Cisco Systems Inc v. Centripetal Networks Inc

Log In
Key Events
Petition

1. Case Identification

2. Patent Overview

  • Title: Rule-Based Network-Threat Detection
  • Brief Description: The ’722 patent describes a packet-filtering system that inspects network traffic according to a set of rules. The system logs filtering activity, displays the results in a user interface, and allows a user to modify a rule's operator through the interface (e.g., changing from "allow" to "block") to alter the handling of subsequent packets.

3. Grounds for Unpatentability

Ground 1: Obviousness over Sourcefire - Claims 1-25 are obvious over Sourcefire in view of the knowledge of a POSA.
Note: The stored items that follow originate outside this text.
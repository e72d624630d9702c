//! Registered device model and related types

use chrono::{DateTime, NaiveDate, Utc};
use once_cell::sync::Lazy;
use regex::Regex;
use serde::{Deserialize, Serialize};
use sqlx::{Decode, Encode, FromRow, Postgres};
use utoipa::ToSchema;
use uuid::Uuid;
use validator::Validate;

use super::tracking::Coordinates;

/// IMEI numbers are exactly 15 decimal digits
pub static IMEI_REGEX: Lazy<Regex> = Lazy::new(|| Regex::new(r"^[0-9]{15}$").expect("valid IMEI regex"));

/// Owner-controlled lifecycle status of a device
#[derive(Debug, Clone, Copy, PartialEq, Eq, Default, Serialize, Deserialize, ToSchema)]
#[serde(rename_all = "lowercase")]
pub enum DeviceStatus {
    #[default]
    Active,
    Lost,
    Stolen,
    Found,
    Recovered,
}

impl DeviceStatus {
    pub fn as_str(&self) -> &'static str {
        match self {
            DeviceStatus::Active => "active",
            DeviceStatus::Lost => "lost",
            DeviceStatus::Stolen => "stolen",
            DeviceStatus::Found => "found",
            DeviceStatus::Recovered => "recovered",
        }
    }

    /// Lost and stolen devices are shown with the warning marker
    pub fn is_missing(&self) -> bool {
        matches!(self, DeviceStatus::Lost | DeviceStatus::Stolen)
    }
}

impl std::str::FromStr for DeviceStatus {
    type Err = String;

    fn from_str(s: &str) -> Result<Self, Self::Err> {
        match s.to_lowercase().as_str() {
            "active" => Ok(DeviceStatus::Active),
            "lost" => Ok(DeviceStatus::Lost),
            "stolen" => Ok(DeviceStatus::Stolen),
            "found" => Ok(DeviceStatus::Found),
            "recovered" => Ok(DeviceStatus::Recovered),
            _ => Err(format!("Invalid device status: {}", s)),
        }
    }
}

/// Administrator-owned case status, independent of [`DeviceStatus`]
#[derive(Debug, Clone, Copy, PartialEq, Eq, Default, Serialize, Deserialize, ToSchema)]
#[serde(rename_all = "lowercase")]
pub enum AdminStatus {
    #[default]
    Pending,
    Investigating,
    Resolved,
    Closed,
}

impl AdminStatus {
    pub fn as_str(&self) -> &'static str {
        match self {
            AdminStatus::Pending => "pending",
            AdminStatus::Investigating => "investigating",
            AdminStatus::Resolved => "resolved",
            AdminStatus::Closed => "closed",
        }
    }
}

impl std::str::FromStr for AdminStatus {
    type Err = String;

    fn from_str(s: &str) -> Result<Self, Self::Err> {
        match s.to_lowercase().as_str() {
            "pending" => Ok(AdminStatus::Pending),
            "investigating" => Ok(AdminStatus::Investigating),
            "resolved" => Ok(AdminStatus::Resolved),
            "closed" => Ok(AdminStatus::Closed),
            _ => Err(format!("Invalid admin status: {}", s)),
        }
    }
}

impl std::fmt::Display for DeviceStatus {
    fn fmt(&self, f: &mut std::fmt::Formatter<'_>) -> std::fmt::Result {
        write!(f, "{}", self.as_str())
    }
}

impl std::fmt::Display for AdminStatus {
    fn fmt(&self, f: &mut std::fmt::Formatter<'_>) -> std::fmt::Result {
        write!(f, "{}", self.as_str())
    }
}

// Both statuses are stored as TEXT columns
macro_rules! text_column {
    ($ty:ty) => {
        impl sqlx::Type<Postgres> for $ty {
            fn type_info() -> sqlx::postgres::PgTypeInfo {
                <String as sqlx::Type<Postgres>>::type_info()
            }
        }

        impl<'r> Decode<'r, Postgres> for $ty {
            fn decode(value: sqlx::postgres::PgValueRef<'r>) -> Result<Self, sqlx::error::BoxDynError> {
                let s: String = Decode::<Postgres>::decode(value)?;
                s.parse().map_err(|e: String| e.into())
            }
        }

        impl Encode<'_, Postgres> for $ty {
            fn encode_by_ref(&self, buf: &mut sqlx::postgres::PgArgumentBuffer) -> sqlx::encode::IsNull {
                let s: String = self.as_str().to_string();
                <String as Encode<Postgres>>::encode(s, buf)
            }
        }
    };
}

text_column!(DeviceStatus);
text_column!(AdminStatus);

/// Row of the `registered_devices` table
///
/// `incident_latitude`/`incident_longitude` carry both the reported incident
/// position and the latest live or simulated position.
#[derive(Debug, Clone, PartialEq, Serialize, Deserialize, FromRow, ToSchema)]
pub struct Device {
    pub id: Uuid,
    /// Owner account (subject of the auth token)
    pub user_id: Uuid,
    pub device_name: String,
    pub imei_number: String,
    pub brand: Option<String>,
    pub model: Option<String>,
    pub color: Option<String>,
    pub serial_number: Option<String>,
    pub purchase_date: Option<NaiveDate>,
    pub status: DeviceStatus,
    pub tracking_requested: bool,
    pub incident_latitude: Option<f64>,
    pub incident_longitude: Option<f64>,
    pub incident_location: Option<String>,
    pub incident_date: Option<DateTime<Utc>>,
    pub police_report_number: Option<String>,
    pub description: Option<String>,
    pub admin_status: AdminStatus,
    pub admin_notes: Option<String>,
    pub created_at: DateTime<Utc>,
    pub updated_at: DateTime<Utc>,
}

impl Device {
    /// Current best-known position, present only when both axes are set
    pub fn coordinates(&self) -> Option<Coordinates> {
        match (self.incident_latitude, self.incident_longitude) {
            (Some(latitude), Some(longitude)) => Some(Coordinates { latitude, longitude }),
            _ => None,
        }
    }

    /// Merge the fields carried by `patch` into this device
    ///
    /// Fields absent from the patch are left untouched. Applying the same
    /// patch twice yields the same device.
    pub fn apply_patch(&mut self, patch: &DevicePatch) {
        macro_rules! merge {
            ($($field:ident),* $(,)?) => {
                $(
                    if let Some(value) = &patch.$field {
                        self.$field = value.clone();
                    }
                )*
            };
        }

        merge!(
            user_id,
            device_name,
            imei_number,
            brand,
            model,
            color,
            serial_number,
            purchase_date,
            status,
            tracking_requested,
            incident_latitude,
            incident_longitude,
            incident_location,
            incident_date,
            police_report_number,
            description,
            admin_status,
            admin_notes,
            created_at,
            updated_at,
        );
    }
}

/// Partial device row carried by a realtime change
///
/// Outer `None` means "field not present", `Some(None)` an explicit null.
#[derive(Debug, Clone, Default, PartialEq, Serialize, Deserialize)]
pub struct DevicePatch {
    pub id: Uuid,
    #[serde(default)]
    pub user_id: Option<Uuid>,
    #[serde(default)]
    pub device_name: Option<String>,
    #[serde(default)]
    pub imei_number: Option<String>,
    #[serde(default, with = "::serde_with::rust::double_option")]
    pub brand: Option<Option<String>>,
    #[serde(default, with = "::serde_with::rust::double_option")]
    pub model: Option<Option<String>>,
    #[serde(default, with = "::serde_with::rust::double_option")]
    pub color: Option<Option<String>>,
    #[serde(default, with = "::serde_with::rust::double_option")]
    pub serial_number: Option<Option<String>>,
    #[serde(default, with = "::serde_with::rust::double_option")]
    pub purchase_date: Option<Option<NaiveDate>>,
    #[serde(default)]
    pub status: Option<DeviceStatus>,
    #[serde(default)]
    pub tracking_requested: Option<bool>,
    #[serde(default, with = "::serde_with::rust::double_option")]
    pub incident_latitude: Option<Option<f64>>,
    #[serde(default, with = "::serde_with::rust::double_option")]
    pub incident_longitude: Option<Option<f64>>,
    #[serde(default, with = "::serde_with::rust::double_option")]
    pub incident_location: Option<Option<String>>,
    #[serde(default, with = "::serde_with::rust::double_option")]
    pub incident_date: Option<Option<DateTime<Utc>>>,
    #[serde(default, with = "::serde_with::rust::double_option")]
    pub police_report_number: Option<Option<String>>,
    #[serde(default, with = "::serde_with::rust::double_option")]
    pub description: Option<Option<String>>,
    #[serde(default)]
    pub admin_status: Option<AdminStatus>,
    #[serde(default, with = "::serde_with::rust::double_option")]
    pub admin_notes: Option<Option<String>>,
    #[serde(default)]
    pub created_at: Option<DateTime<Utc>>,
    #[serde(default)]
    pub updated_at: Option<DateTime<Utc>>,
}

/// Register device request
#[derive(Debug, Deserialize, Validate, ToSchema)]
pub struct CreateDevice {
    #[validate(length(min = 1, message = "Device name is required"))]
    pub device_name: String,
    #[validate(regex(path = *IMEI_REGEX, message = "IMEI must be exactly 15 digits"))]
    pub imei_number: String,
    pub brand: Option<String>,
    pub model: Option<String>,
    pub color: Option<String>,
    pub serial_number: Option<String>,
    pub purchase_date: Option<NaiveDate>,
}

/// Update descriptive device attributes (owner only)
#[derive(Debug, Default, Deserialize, Validate, ToSchema)]
pub struct UpdateDevice {
    #[validate(length(min = 1, message = "Device name cannot be empty"))]
    pub device_name: Option<String>,
    #[validate(regex(path = *IMEI_REGEX, message = "IMEI must be exactly 15 digits"))]
    pub imei_number: Option<String>,
    pub brand: Option<String>,
    pub model: Option<String>,
    pub color: Option<String>,
    pub serial_number: Option<String>,
    pub purchase_date: Option<NaiveDate>,
}

/// Owner incident report (lost or stolen)
#[derive(Debug, Deserialize, Validate, ToSchema)]
pub struct ReportIncident {
    /// Must be `lost` or `stolen`
    pub status: DeviceStatus,
    #[validate(length(min = 1, message = "Incident location is required"))]
    pub incident_location: String,
    pub incident_date: DateTime<Utc>,
    #[validate(range(min = -90.0, max = 90.0, message = "Latitude out of range"))]
    pub incident_latitude: Option<f64>,
    #[validate(range(min = -180.0, max = 180.0, message = "Longitude out of range"))]
    pub incident_longitude: Option<f64>,
    pub police_report_number: Option<String>,
    pub description: Option<String>,
}

impl ReportIncident {
    /// Checks that cannot be expressed as field attributes
    pub fn check(&self) -> Result<(), String> {
        if !self.status.is_missing() {
            return Err("Incident status must be lost or stolen".to_string());
        }
        if self.incident_latitude.is_some() != self.incident_longitude.is_some() {
            return Err("Latitude and longitude must be provided together".to_string());
        }
        Ok(())
    }
}

/// Administrator update
#[derive(Debug, Default, Deserialize, ToSchema)]
pub struct AdminUpdateDevice {
    pub admin_status: Option<AdminStatus>,
    pub admin_notes: Option<String>,
    /// Only `recovered` may be set by an administrator
    pub status: Option<DeviceStatus>,
}

/// Location fields written by the live tracker and the simulator
#[derive(Debug, Clone, PartialEq)]
pub struct LocationUpdate {
    pub latitude: f64,
    pub longitude: f64,
    pub label: String,
}

#[cfg(test)]
pub(crate) fn sample_device(id: Uuid, name: &str) -> Device {
    let now = Utc::now();
    Device {
        id,
        user_id: Uuid::nil(),
        device_name: name.to_string(),
        imei_number: "356938035643809".to_string(),
        brand: None,
        model: None,
        color: None,
        serial_number: None,
        purchase_date: None,
        status: DeviceStatus::Active,
        tracking_requested: false,
        incident_latitude: None,
        incident_longitude: None,
        incident_location: None,
        incident_date: None,
        police_report_number: None,
        description: None,
        admin_status: AdminStatus::Pending,
        admin_notes: None,
        created_at: now,
        updated_at: now,
    }
}
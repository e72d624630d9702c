//! Data models for the device tracker

pub mod device;
pub mod tracking;
pub mod user;

// Re-export commonly used types
pub use device::{AdminStatus, Device, DevicePatch, DeviceStatus, LocationUpdate};
pub use tracking::{Coordinates, LocationEvent, PositionSample};
pub use user::UserClaims;
//! Live tracker sessions opened by tracker pages

use std::collections::HashMap;
use std::sync::Arc;
use std::time::Duration;

use serde::Deserialize;
use tokio::sync::{Mutex, RwLock};
use tokio::task::JoinHandle;
use tokio::time::Instant;
use utoipa::ToSchema;
use uuid::Uuid;

use crate::{
    config::TrackingConfig,
    error::{AppError, AppResult, LocationError},
    models::{tracking::TrackingStatus, LocationEvent, PositionSample, UserClaims},
    repository::Repository,
    tracking::{
        session::spawn_watch, ClientKeepAwake, PositionPublisher, PushLocationSource,
        TrackingSession, WatchOptions,
    },
};

/// Start tracking request
#[derive(Debug, Deserialize, ToSchema)]
pub struct StartTracking {
    pub device_id: Option<Uuid>,
    /// Whether the page can hold a screen wake lock
    #[serde(default)]
    pub wake_lock_supported: bool,
}

/// Geolocation failure forwarded by a tracker page
#[derive(Debug, Deserialize, ToSchema)]
pub struct ReportLocationError {
    pub kind: LocationError,
    /// Platform message, logged only
    pub message: Option<String>,
}

#[derive(Clone)]
struct SessionEntry {
    owner: Uuid,
    session: Arc<Mutex<TrackingSession>>,
    keep_awake: Arc<ClientKeepAwake>,
    /// Last call from the owning page
    last_seen: Arc<Mutex<Instant>>,
}

#[derive(Clone)]
pub struct TrackerService {
    repository: Repository,
    source: Arc<PushLocationSource>,
    publisher: PositionPublisher,
    config: TrackingConfig,
    sessions: Arc<RwLock<HashMap<Uuid, SessionEntry>>>,
}

impl TrackerService {
    pub fn new(repository: Repository, publisher: PositionPublisher, config: TrackingConfig) -> Self {
        Self {
            repository,
            source: Arc::new(PushLocationSource::new()),
            publisher,
            config,
            sessions: Arc::new(RwLock::new(HashMap::new())),
        }
    }

    /// Open a session and start tracking the selected device
    pub async fn start(&self, claims: &UserClaims, request: &StartTracking) -> AppResult<TrackingStatus> {
        let device_id = request
            .device_id
            .ok_or_else(|| AppError::Validation("Please select a device to track".to_string()))?;

        let device = self.repository.devices_get_by_id(device_id).await?;
        claims.require_owner(device.user_id)?;

        let status = self
            .open_session(claims.sub, device_id, request.wake_lock_supported)
            .await?;
        tracing::info!(
            "Tracking session {} opened by {} for device {}",
            status.session_id,
            claims.sub,
            device.device_name
        );
        Ok(status)
    }

    /// Register a tracking session for a device already checked against `owner`
    async fn open_session(&self, owner: Uuid, device_id: Uuid, wake_lock_supported: bool) -> AppResult<TrackingStatus> {
        let keep_awake = Arc::new(ClientKeepAwake::new(wake_lock_supported));
        let mut session = TrackingSession::new(Uuid::new_v4(), self.config.activity_log_capacity);
        let options = WatchOptions::with_timeout(Duration::from_millis(self.config.geolocation_timeout_ms));
        let started = session
            .start(Some(device_id), &*self.source, &*keep_awake, &options)
            .await?;

        let status = session.status();
        let session = Arc::new(Mutex::new(session));
        spawn_watch(session.clone(), started, self.publisher.clone());

        let mut sessions = self.sessions.write().await;
        sessions.insert(
            status.session_id,
            SessionEntry {
                owner,
                session,
                keep_awake,
                last_seen: Arc::new(Mutex::new(Instant::now())),
            },
        );
        tracing::debug!("{} tracking sessions registered", sessions.len());
        Ok(status)
    }

    /// Stop and drop every session whose page has been silent for the idle
    /// timeout, stopped ones included
    ///
    /// Returns the number of sessions removed.
    pub async fn reap_stale(&self) -> usize {
        let timeout = Duration::from_secs(self.config.session_idle_timeout_secs);
        let now = Instant::now();

        let mut stale = Vec::new();
        {
            let mut sessions = self.sessions.write().await;
            let mut expired = Vec::new();
            for (id, entry) in sessions.iter() {
                if now.duration_since(*entry.last_seen.lock().await) >= timeout {
                    expired.push(*id);
                }
            }
            for id in expired {
                if let Some(entry) = sessions.remove(&id) {
                    stale.push((id, entry));
                }
            }
        }

        for (id, entry) in &stale {
            let mut session = entry.session.lock().await;
            if session.is_active() {
                session.stop(&*self.source, &*entry.keep_awake).await;
                tracing::warn!("Tracking session {} went silent and was stopped", id);
            }
        }
        if !stale.is_empty() {
            tracing::info!("Removed {} silent tracking sessions", stale.len());
        }
        stale.len()
    }

    /// Sweep silent sessions periodically
    pub fn spawn_reaper(&self) -> JoinHandle<()> {
        let service = self.clone();
        let period = Duration::from_secs(self.config.reap_interval_secs);
        tokio::spawn(async move {
            let mut ticker = tokio::time::interval_at(Instant::now() + period, period);
            loop {
                ticker.tick().await;
                service.reap_stale().await;
            }
        })
    }

    async fn entry(&self, claims: &UserClaims, session_id: Uuid) -> AppResult<SessionEntry> {
        let entry = self
            .sessions
            .read()
            .await
            .get(&session_id)
            .cloned()
            .ok_or_else(|| AppError::NotFound(format!("Tracking session {} not found", session_id)))?;
        claims.require_owner(entry.owner)?;
        *entry.last_seen.lock().await = Instant::now();
        Ok(entry)
    }

    /// Route one fix from the page into the session's watch
    ///
    /// Fixes arriving after stop are ignored.
    pub async fn push_position(
        &self,
        claims: &UserClaims,
        session_id: Uuid,
        sample: PositionSample,
    ) -> AppResult<TrackingStatus> {
        self.push(claims, session_id, LocationEvent::Fix(sample)).await
    }

    pub async fn push_error(
        &self,
        claims: &UserClaims,
        session_id: Uuid,
        report: &ReportLocationError,
    ) -> AppResult<TrackingStatus> {
        if let Some(message) = &report.message {
            tracing::debug!("Session {} platform error: {}", session_id, message);
        }
        self.push(claims, session_id, LocationEvent::Error(report.kind)).await
    }

    async fn push(&self, claims: &UserClaims, session_id: Uuid, event: LocationEvent) -> AppResult<TrackingStatus> {
        let entry = self.entry(claims, session_id).await?;
        let session = entry.session.lock().await;
        let delivered = match session.watch_id() {
            Some(watch) => self.source.push(watch, event),
            None => false,
        };
        if !delivered {
            tracing::debug!("Ignoring event for stopped session {}", session_id);
        }
        Ok(session.status())
    }

    pub async fn visibility(&self, claims: &UserClaims, session_id: Uuid, visible: bool) -> AppResult<TrackingStatus> {
        let entry = self.entry(claims, session_id).await?;
        let mut session = entry.session.lock().await;
        session.on_visibility_change(visible, &*entry.keep_awake).await;
        Ok(session.status())
    }

    /// The page's platform released the screen lock on its own
    pub async fn wake_lock_released(&self, claims: &UserClaims, session_id: Uuid) -> AppResult<TrackingStatus> {
        let entry = self.entry(claims, session_id).await?;
        let mut session = entry.session.lock().await;
        if let Some(lock) = session.wake_lock() {
            session.on_wake_lock_released(lock);
        }
        Ok(session.status())
    }

    pub async fn status(&self, claims: &UserClaims, session_id: Uuid) -> AppResult<TrackingStatus> {
        let entry = self.entry(claims, session_id).await?;
        let session = entry.session.lock().await;
        Ok(session.status())
    }

    /// Stop tracking; repeated stops succeed
    pub async fn stop(&self, claims: &UserClaims, session_id: Uuid) -> AppResult<TrackingStatus> {
        let entry = self.entry(claims, session_id).await?;
        let mut session = entry.session.lock().await;
        session.stop(&*self.source, &*entry.keep_awake).await;
        Ok(session.status())
    }
}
  • Prior Art Relied Upon: Sourcefire (Sourcefire 3D System User Guide Version 4.10).
  • Core Argument for this Ground:
    • Prior Art Mapping: Petitioner argued that the Sourcefire 3D System, a well-known commercial intrusion prevention system (IPS), disclosed every limitation of the challenged claims. The Sourcefire system's "3D Sensors" function as the claimed packet-filtering device, receiving rules from a central "Defense Center." These sensors inspected network packets against intrusion rules, which contained criteria corresponding to network-threat indicators (e.g., 5-tuple data, URI content). Independent claim 1 recites a method where a first packet matching a rule is allowed to pass, its disposition is displayed to a user, the user then modifies the rule via an interface to block traffic, and a subsequent second packet matching the rule is blocked. Petitioner asserted Sourcefire performed this exact method.
    • Sourcefire rules could be set with an alert (pass) or drop (block) operator. When a packet triggered an alert rule, Sourcefire generated an intrusion event but allowed the packet to continue. This event data, including the rule triggered and packet information, was communicated for display in a user interface. The interface's event log showed an "Inline Result" icon (a blank or gray arrow) indicating the packet was allowed, satisfying the patent's requirement for displaying data on packet disposition.
    • The Sourcefire UI further provided an expandable "Rule Actions" menu for any given event. Through this menu, a user could issue an instruction to modify the operator of the triggered rule, such as selecting the option to "Set this rule to drop the triggering packet." This action reconfigured the rule on the 3D Sensor. When a subsequent packet matching the same criteria arrived, the newly modified drop operator was applied, and the packet was blocked from reaching its destination. The "Inline Result" icon for this new event would be a black arrow, indicating the packet was dropped. Petitioner contended this functionality directly maps to the core method of the challenged claims.
    • Motivation to Combine (for §103 grounds): The challenge was based on a single reference in view of the general knowledge of a Person of Ordinary Skill in the Art (POSA). Petitioner argued no combination was necessary because Sourcefire, a system publicly available years before the patent's priority date, already integrated all the claimed features. A POSA would have understood that the described functionalities—rule-based filtering, event logging, and UI-based rule modification—were standard and conventional elements of network security systems at the time.
    • Expectation of Success (for §103 grounds): A POSA would have had a very high expectation of success, as the argument was not based on a hypothetical combination but on the documented, existing functionality of a widely used commercial product. The features were designed to work together within the Sourcefire system.

4. Relief Requested

  • Petitioner requests institution of IPR and cancellation of claims 1-25 as unpatentable.